# MECA April Fools Fest - Nashville 4/10



## MacLeod (Aug 16, 2009)

April Fools Fest

Anybody going to this? Ill be in Texas that whole week but getting back Saturday night (9th). Im gonna try to get up the next morning and drive up for it. Im not sure if Ill be up for a 2.5 hour drive after driving 15 hours straight the day before but Im gonna try. Gotta get into the lanes sooner or later and start working the kinks out of this system.


----------



## schmiddr2 (Aug 10, 2009)

I don't compete but it's been a while since I have been able to check out some cars. I'm going to plan to make this one. Thanks for the heads up.


----------



## BigAl205 (May 20, 2009)

Pencil me in


----------



## sqnut (Dec 24, 2009)

MacLeod said:


> April Fools Fest
> 
> Anybody going to this? Ill be in Texas that whole week but getting back Saturday night (9th). Im gonna try to get up the next morning and drive up for it. Im not sure if Ill be up for a 2.5 hour drive after driving 15 hours straight the day before but Im gonna try. Gotta get into the lanes sooner or later and start working the kinks out of this system.

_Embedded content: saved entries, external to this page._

//! Unified error types for textractor.
//!
//! Every decoder reports failures through the single [`Error`] type so callers
//! can tell an unsupported document apart from a damaged one without knowing
//! which decoder ran.

// Submodule declarations
pub mod conversions;
pub mod types;

// Re-exports
pub use types::{Error, Result};
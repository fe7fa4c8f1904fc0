//! Core format detection functions.
//!
//! Detection runs in two stages. [`sniff`] classifies a buffer from a
//! bounded prefix and never fails. [`probe`] looks inside ZIP and OLE2
//! containers the sniffer could not resolve from their first bytes.

use super::types::FormatTag;
use super::utils::{
    MIN_SNIFF_LEN, OLE2_SIGNATURE, SNIFF_WINDOW, ZIP_EMPTY_SIGNATURE, ZIP_SIGNATURE,
    has_signature, sniff_window,
};
use super::{ole2, pdf, rtf, text, zip};
use crate::common::Result;
use crate::extract::ExtractOptions;

/// Classify a buffer from its leading bytes.
///
/// At most [`SNIFF_WINDOW`] bytes are inspected, so the cost does not depend
/// on the size of the buffer. Buffers shorter than [`MIN_SNIFF_LEN`] bytes
/// are [`FormatTag::Unknown`].
///
/// # Examples
///
/// ```rust
/// use textractor::{FormatTag, sniff};
///
/// assert_eq!(sniff(b"%PDF-1.7\n..."), FormatTag::Pdf);
/// assert_eq!(sniff(br"{\rtf1\ansi Hello}"), FormatTag::Rtf);
/// assert_eq!(sniff(b"Hello, World!"), FormatTag::PlainText);
/// assert_eq!(sniff(b""), FormatTag::Unknown);
/// assert_eq!(sniff(b"\x00\x01\x02\x03\x04"), FormatTag::Unknown);
/// ```
pub fn sniff(bytes: &[u8]) -> FormatTag {
    if bytes.len() < MIN_SNIFF_LEN {
        return FormatTag::Unknown;
    }
    let window = sniff_window(bytes);

    if has_signature(window, OLE2_SIGNATURE) {
        return FormatTag::OleCompound;
    }
    if has_signature(window, ZIP_SIGNATURE) {
        return zip::detect_from_local_header(window);
    }
    if has_signature(window, ZIP_EMPTY_SIGNATURE) {
        return FormatTag::ZipContainer;
    }

    pdf::detect_pdf_format(window)
        .or_else(|| rtf::detect_rtf_format(window))
        .or_else(|| text::detect_text_format(window, bytes.len() > SNIFF_WINDOW))
        .unwrap_or(FormatTag::Unknown)
}

/// Resolve a container tag produced by [`sniff`] to a document type.
///
/// Tags that are not containers are returned unchanged. A container that
/// cannot be opened is reported as `MalformedDocument`.
pub fn probe(data: &[u8], tag: FormatTag, options: &ExtractOptions) -> Result<FormatTag> {
    match tag {
        FormatTag::ZipContainer => zip::probe_zip(data, options),
        FormatTag::OleCompound => ole2::probe_ole2(data, options),
        other => Ok(other),
    }
}

/// Detect the format of a buffer, looking inside containers.
///
/// Falls back to the sniffed tag when the container cannot be read.
///
/// # Examples
///
/// ```rust
/// use textractor::{FormatTag, detect_format};
///
/// assert_eq!(detect_format(b"plain words"), FormatTag::PlainText);
/// // A ZIP signature followed by garbage stays a ZIP container
/// assert_eq!(detect_format(b"PK\x03\x04garbage"), FormatTag::ZipContainer);
/// ```
pub fn detect_format(bytes: &[u8]) -> FormatTag {
    detect_format_with(bytes, &ExtractOptions::default())
}

/// [`detect_format`] with explicit limits for the container probe.
pub fn detect_format_with(bytes: &[u8], options: &ExtractOptions) -> FormatTag {
    let tag = sniff(bytes);
    probe(bytes, tag, options).unwrap_or(tag)
}

#[cfg(test)]
mod tests {
    use super::*;
    use crate::ole::test_support::build_compound_file;

    #[test]
    fn test_sniff_signatures() {
        assert_eq!(sniff(b"%PDF-1.4\n%\xE2\xE3\xCF\xD3\n"), FormatTag::Pdf);
        assert_eq!(sniff(b"{\\rtf1 hi}"), FormatTag::Rtf);
        assert_eq!(sniff(b"PK\x05\x06\0\0\0\0"), FormatTag::ZipContainer);
        assert_eq!(sniff(b"PK\x03\x04"), FormatTag::ZipContainer);
        assert_eq!(sniff(OLE2_SIGNATURE), FormatTag::OleCompound);
    }

    #[test]
    fn test_sniff_short_and_empty() {
        assert_eq!(sniff(b""), FormatTag::Unknown);
        assert_eq!(sniff(b"abc"), FormatTag::Unknown);
        assert_eq!(sniff(b"abcd"), FormatTag::PlainText);
    }

    #[test]
    fn test_sniff_is_prefix_bounded() {
        // Binary content after the window does not change the verdict
        let mut data = vec![b'a'; SNIFF_WINDOW];
        data.extend_from_slice(&[0u8; 64]);
        assert_eq!(sniff(&data), FormatTag::PlainText);

        let mut data = b"%PDF-1.7".to_vec();
        data.extend(std::iter::repeat_n(0u8, 1 << 20));
        assert_eq!(sniff(&data), FormatTag::Pdf);
    }

    #[test]
    fn test_pdf_signature_only_at_start() {
        assert_eq!(sniff(b"see %PDF-1.4 for details"), FormatTag::PlainText);
    }

    #[test]
    fn test_probe_resolves_ole2() {
        let data = build_compound_file(&[("WordDocument", b"x".as_slice())]);
        assert_eq!(sniff(&data), FormatTag::OleCompound);
        assert_eq!(detect_format(&data), FormatTag::Doc);
    }

    #[test]
    fn test_probe_leaves_other_tags() {
        let options = ExtractOptions::default();
        assert_eq!(
            probe(b"anything", FormatTag::Rtf, &options).unwrap(),
            FormatTag::Rtf
        );
        assert!(probe(b"PK\x03\x04", FormatTag::ZipContainer, &options).is_err());
    }
}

Good luck buddy, may the force be with you.


----------



## audiophile25 (Oct 5, 2008)

I should be able to make it to that show.


----------



## Guest (Mar 18, 2016)

I'm planning to attend.... if I can get some tuning done... should be my first show to compete in this season....


----------



## bigbubba (Mar 23, 2011)

I'll be there!


----------



## MacLeod (Aug 16, 2009)

Cool. Looks like a decent turnout. I'm looking forward to it.


----------



## BigAl205 (May 20, 2009)

I managed to get work covered tomorrow, so I should be there...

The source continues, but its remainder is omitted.